Gold and silver are both precious metals. They are both viewed as safe-haven assets. But they are still very different metals, and you need to look beyond recent performance if you are considering buying either SPDR Gold Shares (GLD +0.86%) or the iShares Silver Trust (SLV +0.51%). Here’s what you need to know.
What do SPDR Gold Shares and the iShares Silver Trust do?
There are different ways to own precious metals. For those who expect a financial collapse (or a zombie apocalypse), the best option is to buy physical gold and silver. It is an inefficient market with high costs, and you have to actually store the bullion once you own it. But you will have the metal at your disposal in a worst-case scenario. Still, most investors will probably prefer buying SPDR Gold Shares or the iShares Silver Trust.

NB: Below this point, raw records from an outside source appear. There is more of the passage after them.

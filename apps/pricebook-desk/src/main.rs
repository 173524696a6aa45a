//! # Pricebook Desk Entry Point
//!
//! ```text
//! ┌─────────────────────────────────────────────────────────────────────────┐
//! │                        Pricebook Desk                                   │
//! │                                                                         │
//! │  Product form ──(JSON lines)──► pricebook-desk ──► pricebook-core       │
//! │                                                                         │
//! │  main.rs ────► Parses the command line                                  │
//! │  lib.rs ─────► Loads config, sets up logging, serves requests           │
//! └─────────────────────────────────────────────────────────────────────────┘
//! ```
//!
//! ## Usage
//! ```text
//! $ echo '{"command":"get_form"}' | pricebook-desk --regime margin
//! {"ok":{"regime":"margin","purchasePrice":"",...}}
//! ```

use clap::Parser;
use pricebook_desk_lib::Cli;

fn main() -> anyhow::Result<()> {
    // The actual setup is in lib.rs for better testability
    pricebook_desk_lib::run(Cli::parse())
}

Image source: Getty Images.
Essentially, these two exchange-traded funds (ETFs) buy gold and silver, respectively, and hold them. Investors buy these ETFs because it provides them with direct exposure to metals without having to buy physical gold and silver. It’s a good compromise for investors who expect a financial storm, but one that won’t burn down the global financial system.
That said, gold and silver are very different commodities.
Don’t chase performance
Gold is the more traditional store of wealth. It’s used extensively in jewelry, and countries own it in huge amounts in brick form. Gold has some industrial uses because of its conductivity, but its high cost generally leads industrial customers to seek out other alternatives. Silver is used in jewelry, but it’s more commonly used in industrial settings thanks to its lower cost.
GLD data by YCharts.
The outcome is that gold tends to be less volatile than silver over time. They are both volatile commodities, but the drawdowns can be particularly brutal for silver as economic demand drops along with economic activity, as the chart above illustrates. Of course, silver can outperform to the upside, too, as investor enthusiasm around economic activity heats up. But if you plan to make one of these metals a core holding as a safe-haven asset, SPDR Gold Shares is likely to provide you with a smoother ride.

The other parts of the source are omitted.